Ecologically Sustainable Development accepts that the economy is a sub-set of the environment on which we inevitably depend and the Environmental Planning & Assessment Act 1979 placed the principles of ESD at the core of the legislation. While it is apparent that this did not always ensure that the best outcome was achieved, it did enshrine and recognise that the full range of ESD principles are essential for a balanced approach to how our cities and suburbs develop while accounting for the need to protect our natural and built heritage.
As one of many organisations that wrote submissions on the White Paper urgently requesting the inclusion of ESD as the over-arching principle in the new legislation, I truly hope the Minister remains open to amending the legislation to provide this vital foundation for its implementation and to ensure that the legislation works effectively for all the citizens of NSW.
Code assessable development in ‘nominated growth areas’
In relation to the proposal to restrict code-assessable development to ‘nominated growth areas’, there are serious issues of fairness associated with creating two classes of residents. The first, in low density areas, will have the right to comment on most developments in their neighbourhoods. The other, in ‘nominated growth areas’ will have no right to comment on most developments built next door.

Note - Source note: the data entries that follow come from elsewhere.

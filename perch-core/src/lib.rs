//! Perch core - positioning, stacking and lifecycle bookkeeping for overlays.
//!
//! This crate holds the pure parts of the overlay engine:
//!
//! - [`position`]: where a floating element goes relative to its trigger,
//!   with flip-on-overflow and viewport clamping.
//! - [`stack`]: z-index allocation per layer type.
//! - [`lifecycle`]: the open/close state machine and priority-based exclusion
//!   between overlays of different layer types.
//!
//! Nothing here touches a DOM. Geometry comes in as plain rectangles and
//! notifications go out as queued [`lifecycle::OverlayEvent`] values.
//!
//! ```
//! use perch_core::{compute_placement, Placement, PositionOptions, Rect, Viewport};
//!
//! let result = compute_placement(
//!     &Rect::new(10.0, 500.0, 50.0, 20.0),
//!     &Rect::new(0.0, 0.0, 200.0, 300.0),
//!     Placement::Top,
//!     &PositionOptions::default(),
//!     &Viewport::new(1024.0, 768.0),
//! )?;
//! assert_eq!((result.x, result.y), (8.0, 192.0));
//! # Ok::<(), perch_core::Error>(())
//! ```

use std::borrow::Borrow;
use std::fmt;
use std::sync::Arc;

use serde::{Deserialize, Serialize};

pub mod error;
pub mod geometry;
pub mod lifecycle;
pub mod placement;
pub mod position;
pub mod stack;

pub use error::{Error, Result};
pub use geometry::{Overflow, Rect, Viewport};
pub use lifecycle::{CloseReason, OverlayCoordinator, OverlayEvent, OverlayRecord, OverlayStatus};
pub use placement::{Align, Placement, Side};
pub use position::{
    auto_position, compute_placement, score_candidates, PositionOptions, PositionResult,
};
pub use stack::{LayerBases, LayerSlot, LayerType, ZIndexAllocator};

/// Identifier of an overlay instance, usually the id of its root element.
#[derive(Debug, Clone, PartialEq, Eq, Hash, PartialOrd, Ord, Serialize, Deserialize)]
#[serde(transparent)]
pub struct OverlayId(Arc<str>);

impl OverlayId {
    #[must_use]
    pub fn as_str(&self) -> &str {
        &self.0
    }
}

impl fmt::Display for OverlayId {
    fn fmt(&self, f: &mut fmt::Formatter<'_>) -> fmt::Result {
        f.write_str(&self.0)
    }
}

impl From<&str> for OverlayId {
    fn from(value: &str) -> Self {
        Self(Arc::from(value))
    }
}

impl From<String> for OverlayId {
    fn from(value: String) -> Self {
        Self(Arc::from(value))
    }
}

impl Borrow<str> for OverlayId {
    fn borrow(&self) -> &str {
        &self.0
    }
}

Further, it is unclear how particular areas will be declared ‘nominated growth areas’ and by whom. The Minister has indicated that such areas will include the northwest and southwest rail links, and Local Government NSW has publicly stated that, according to discussions with the Minister, code assessable development will also apply to Urban Activation Areas. It is reasonable, therefore, to presume that the Government would have the same intention for other areas, for example the Parramatta Rd Corridor, already singled as growth areas in the Sydney Metropolitan Regional Plan and other documents.

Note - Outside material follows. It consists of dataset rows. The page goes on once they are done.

impl OverlayManager {
    #[must_use]
    pub fn new(config: &PerchConfig) -> Self {
        Self {
            options: config.positioning.clone(),
            navigation_options: config.navigation.clone(),
            coordinator: OverlayCoordinator::new(config.layers),
            behaviors: HashMap::new(),
            placements: HashMap::new(),
            click_outside: ClickOutside::new(),
            navigation: NavigationController::new(),
            focus_traps: FocusTrapStack::new(),
            scheduler: FrameScheduler::new(),
            scroll_lock: ScrollLock::new(),
            bus: EventBus::new(),
        }
    }

    pub fn subscribe(
        &mut self,
        listener: impl FnMut(&perch_core::OverlayEvent) + 'static,
    ) -> SubscriptionId {
        self.bus.subscribe(listener)
    }

    pub fn unsubscribe(&mut self, id: SubscriptionId) -> bool {
        self.bus.unsubscribe(id)
    }

    /// Forward queued coordinator notifications to subscribers.
    fn dispatch(&mut self) {
        for event in self.coordinator.drain_events() {
            self.bus.emit(&event);
        }
    }

    /// Open an overlay.
    ///
    /// Anchored overlays are measured and placed before anything is recorded,
    /// so a detached trigger or degenerate geometry leaves no trace. Opening
    /// an overlay that is already open returns its record unchanged; opening
    /// one that is still closing fails.
    pub fn open(&mut self, request: OpenRequest, host: &impl DomHost) -> Result<OverlayRecord> {
        if self.coordinator.record(&request.id).is_some() {
            let record =
                self.coordinator
                    .request_open(request.id, request.layer_type, request.priority)?;
            return Ok(record);
        }

        let placement = request
            .anchor
            .as_ref()
            .map(|anchor| self.place(anchor, host))
            .transpose()?;

        let record =
            self.coordinator
                .request_open(request.id.clone(), request.layer_type, request.priority)?;
        let id = record.id.clone();
        tracing::debug!(%id, layer = %record.layer_type, z_index = record.z_index, "opening overlay");

        if let Some(result) = placement {
            self.placements.insert(id.clone(), result);
            self.coordinator.notify_placement(&id, result)?;
        }
        if let Some((element, exclude)) = request.dismiss {
            self.click_outside.register(id.clone(), element, exclude);
        }
        if record.layer_type == LayerType::Modal {
            self.scroll_lock.acquire(&id);
        }
        self.behaviors.insert(
            id,
            Behaviors {
                anchor: request.anchor,
                focus_trap: request.focus_trap,
                navigation: request.navigation,
            },
        );

        self.dispatch();
        Ok(record)
    }

    /// Mark the overlay as visible and start its focus trap and navigation.
    ///
    /// Returns the element that should receive focus, if the overlay traps it.
    pub fn confirm_opened(
        &mut self,
        id: &OverlayId,
        host: &impl DomHost,
    ) -> Result<Option<ElementId>> {
        self.coordinator.confirm_opened(id)?;
        let behaviors = self.behaviors.get(id).cloned().unwrap_or_default();

        let focus = behaviors
            .focus_trap
            .map(|container| self.focus_traps.activate(id.clone(), container, host));
        if let Some(container) = behaviors.navigation {
            self.navigation
                .activate(id.clone(), container, self.navigation_options.clone());
        }

        self.dispatch();
        Ok(focus)
    }

    /// Ask the overlay's owner to close it.
    pub fn close(&mut self, id: &OverlayId, reason: CloseReason) -> Result<()> {
        self.coordinator.request_close(id, reason)?;
        self.dispatch();
        Ok(())
    }

    /// The overlay started its exit transition; it stops reacting to input.
    pub fn confirm_closing(&mut self, id: &OverlayId) -> Result<()> {
        self.coordinator.confirm_closing(id)?;
        self.click_outside.unregister(id);
        self.navigation.deactivate(id);
        self.scheduler.cancel(id);
        self.dispatch();
        Ok(())
    }

    /// The overlay is gone. Releases everything it held.
    ///
    /// Returns the element focus should go back to, when this overlay owned a
    /// focus trap and that element is still reachable from the traps left.
    pub fn confirm_closed(
        &mut self,
        id: &OverlayId,
        host: &impl DomHost,
    ) -> Result<Option<ElementId>> {
        let record = self.coordinator.confirm_closed(id)?;
        self.click_outside.unregister(id);
        self.navigation.deactivate(id);
        self.scheduler.cancel(id);
        self.placements.remove(id);
        self.behaviors.remove(id);
        if record.layer_type == LayerType::Modal {
            self.scroll_lock.release(id);
        }
        let restore = self.focus_traps.deactivate(id, host);
        tracing::debug!(%id, ?restore, "overlay closed");

        self.dispatch();
        Ok(restore)
    }

    fn place(&self, anchor: &Anchor, host: &impl DomHost) -> Result<PositionResult> {
        let measure = |element: &ElementId| {
            host.bounding_rect(element)
                .ok_or_else(|| OverlayError::Detached(element.clone()))
        };
        let trigger = measure(&anchor.trigger)?;
        let content = measure(&anchor.content)?;
        let viewport = host.viewport();

        let result = match &anchor.strategy {
            PlacementStrategy::Preferred(placement) => {
                compute_placement(&trigger, &content, *placement, &self.options, &viewport)?
            }
            PlacementStrategy::Auto(candidates) => {
                let candidates = candidates
                    .as_deref()
                    .unwrap_or(&self.options.preferred_placements);
                auto_position(&trigger, &content, candidates, &self.options, &viewport)?
            }
        };
        Ok(result)
    }

    /// Recompute the placement of `id` from live geometry right away.
    pub fn reposition(&mut self, id: &OverlayId, host: &impl DomHost) -> Result<PositionResult> {
        let anchor = self
            .behaviors
            .get(id)
            .and_then(|behaviors| behaviors.anchor.as_ref())
            .ok_or_else(|| OverlayError::NotAnchored(id.clone()))?;
        let result = self.place(anchor, host)?;

        self.placements.insert(id.clone(), result);
        self.coordinator.notify_placement(id, result)?;
        self.dispatch();
        Ok(result)
    }

    /// Queue `id` for the next animation frame.
    ///
    /// Returns `true` when the caller needs to request a frame.
    pub fn schedule_reposition(&mut self, id: &OverlayId) -> bool {
        self.scheduler.request(id)
    }

    /// Queue every open anchored overlay, for scroll and resize handlers.
    pub fn viewport_changed(&mut self) -> bool {
        let mut ids: Vec<&OverlayId> = self
            .behaviors
            .iter()
            .filter(|(id, behaviors)| behaviors.anchor.is_some() && self.coordinator.is_open(id))
            .map(|(id, _)| id)
            .collect();
        ids.sort();
        let mut needs_frame = false;
        for id in ids {
            needs_frame |= self.scheduler.request(id);
        }
        needs_frame
    }

    /// Animation-frame callback: recompute each queued overlay once.
    ///
    /// Overlays that closed or lost their elements since being queued are
    /// skipped. Returns the overlays that were repositioned.
    pub fn on_animation_frame(&mut self, host: &impl DomHost) -> Vec<OverlayId> {
        let mut repositioned = Vec::new();
        for id in self.scheduler.take_frame() {
            if !self.coordinator.is_open(&id) {
                continue;
            }
            match self.reposition(&id, host) {
                Ok(_) => repositioned.push(id),
                Err(err) => tracing::warn!(%id, %err, "skipping reposition"),
            }
        }
        repositioned
    }

    /// Document-level pointer-down. Returns the overlays asked to close.
    pub fn pointer_down(&mut self, target: &ElementId, host: &impl DomHost) -> Vec<OverlayId> {
        let mut dismissed = Vec::new();
        for id in self.click_outside.pointer_down(target, host) {
            let already_closing = self
                .coordinator
                .record(&id)
                .is_none_or(|record| !record.is_open() || record.close_requested);
            if already_closing {
                continue;
            }
            if self.coordinator.request_close(&id, CloseReason::ClickOutside).is_ok() {
                dismissed.push(id);
            }
        }
        self.dispatch();
        dismissed
    }

    /// Document-level key-down.
    ///
    /// Tab goes to the active focus trap, other keys to the navigation
    /// context. An unhandled Escape dismisses the topmost overlay.
    pub fn key_down(&mut self, key: &KeyEvent, host: &impl DomHost) -> KeyOutcome {
        if key.code == KeyCode::Tab {
            return self
                .focus_traps
                .handle_key(key, host)
                .map_or(KeyOutcome::Ignored, KeyOutcome::FocusMoved);
        }

        match self.navigation.handle_key(key, host) {
            NavOutcome::Ignored => {}
            NavOutcome::Cancelled => {
                if let Some(owner) = self.navigation.owner().cloned() {
                    return self.dismiss(owner, CloseReason::Escape);
                }
            }
            outcome => return KeyOutcome::Navigation(outcome),
        }

        if key.code == KeyCode::Esc {
            if let Some(top) = self.coordinator.topmost().map(|record| record.id.clone()) {
                return self.dismiss(top, CloseReason::Escape);
            }
        }
        KeyOutcome::Ignored
    }

    fn dismiss(&mut self, id: OverlayId, reason: CloseReason) -> KeyOutcome {
        match self.close(&id, reason) {
            Ok(()) => KeyOutcome::Dismissed(id),
            Err(err) => {
                tracing::warn!(%id, %err, "could not dismiss overlay");
                KeyOutcome::Ignored
            }
        }
    }

    #[must_use]
    pub fn is_open(&self, id: &OverlayId) -> bool {
        self.coordinator.is_open(id)
    }

    #[must_use]
    pub fn list_open(&self, layer_type: Option<LayerType>) -> Vec<&OverlayRecord> {
        self.coordinator.list_open(layer_type)
    }

    #[must_use]
    pub fn record(&self, id: &OverlayId) -> Option<&OverlayRecord> {
        self.coordinator.record(id)
    }

    /// Last placement computed for `id`.
    #[must_use]
    pub fn placement(&self, id: &OverlayId) -> Option<PositionResult> {
        self.placements.get(id).copied()
    }

    #[must_use]
    pub fn scroll_locked(&self) -> bool {
        self.scroll_lock.is_locked()
    }

    #[must_use]
    pub fn frame_pending(&self) -> bool {
        self.scheduler.is_pending()
    }

    #[must_use]
    pub fn click_outside_listening(&self) -> bool {
        self.click_outside.listener_attached()
    }
}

The Trust believes that it is essential that all new housing in growth areas to be of the same high design quality and reflect input from the people who live next to these areas. Code assessable development – ‘tick-the-box’, no-consultation development – is unlikely to achieve this.
Risks of corruption
The Trust is concerned that nothing has altered concerning the significant risks of corruption raised by the Independent Commission Against Corruption, and associated, amongst other things, with the broad discretion conferred on decision makers.
Furthermore the range of mechanisms for overriding strategic planning processes, including Strategic Compatibility Certificates; developer-initiated rezoning proposals (which include review rights for developers, but not for community); the declaration of state-significant development; and the broad Ministerial power to amend any strategic plan, without any community consultation all remain of grave concern to the Trust.
The Trust believes that the Bills are fundamentally flawed and need to be withdrawn and re-written. We request that you pass on the concerns of the local residents of Hunters Hill that the new legislation should be the best it can be to serve the interests of us all.